Nous avons effectué une recherche d’image inversée avec Google images et l’avons retrouvée dans de nombreux articles en ligne. Cette photographie accompagne par exemple cette dépêche de l'AFP sur les manifestations qui ont secoué le Sénégal début mars 2021. L’arrestation le 3 mars 2021 de l’opposant politique sénégalais Ousmane Sonko, accusé de “viols et menaces de morts”,  avait en effet déclenché des scènes de guérilla à travers le pays. 

Cette photo est à chaque fois créditée Associated Press (AP). Elle figure effectivement dans la banque d'images de cette agence de presse américaine.

Capture d'écran sur apimages.com, réalisée le 21 janvier 2022

Selon la légende, la photographie montre "un manifestant qui agite le drapeau national sénégalais lors de manifestations en faveur du principal chef de l'opposition et ancien candidat à la présidentielle Ousmane Sonko à Dakar, Sénégal, le mercredi 3 mars 2021".

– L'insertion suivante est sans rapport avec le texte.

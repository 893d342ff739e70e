mod errors;
mod panel;
mod preferences;
mod store;
pub mod testing;
mod types;

pub use errors::*;
pub use panel::{ContextPanel, Phase, RenderView, LOAD_FAILED_MESSAGE};
pub use preferences::PreferenceSliders;
pub use store::{ContextStore, HttpContextStore, HttpContextStoreOptions};
pub use types::*;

Elle n'a donc aucun lien avec l'actualité du Mali. 

L'AFP n'est pas parvenue à retrouver l'origine de l'autre photo, celle montrant un nuage de fumée noire en plein milieu d’une route. Si vous avez des informations concernant cette image, merci de les partager avec nous en nous écrivant à partir de ce formulaire de contact.

Entre la date des publications virales, le 18 janvier, et le 21 janvier, il n’y a eu ni soulèvement au Sénégal ni routes coupées à Dakar. 

En revanche, le 14 janvier, il y a eu une rencontre d’hommes d'affaires maliens travaillant à Dakar pour "attirer l’attention des autorités sénégalaises sur les dangers des sanctions de la Cédéao", selon leurs explications dans cette vidéo d'un média en ligne sénégalais

La mise sous embargo du Mali a freiné l'activité des transporteurs transfrontaliers. Les principales frontières sont fermées et les bus circulent moins sous l'effet des sanctions ouest-africaines. Le Mali est un nœud du transport routier ouest-africain. Le pays est certes enclavé mais immense. La capitale Bamako est incontournable quand on veut voyager par la route du Sénégal, de la Gambie ou de la Mauritanie vers le reste de l'Afrique de l'Ouest.

Les tensions liées à la transition au Mali suscitent de nombreux fake news qui ont fait l'objet de plusieurs articles de vérification par l'AFP (1, 2, 3).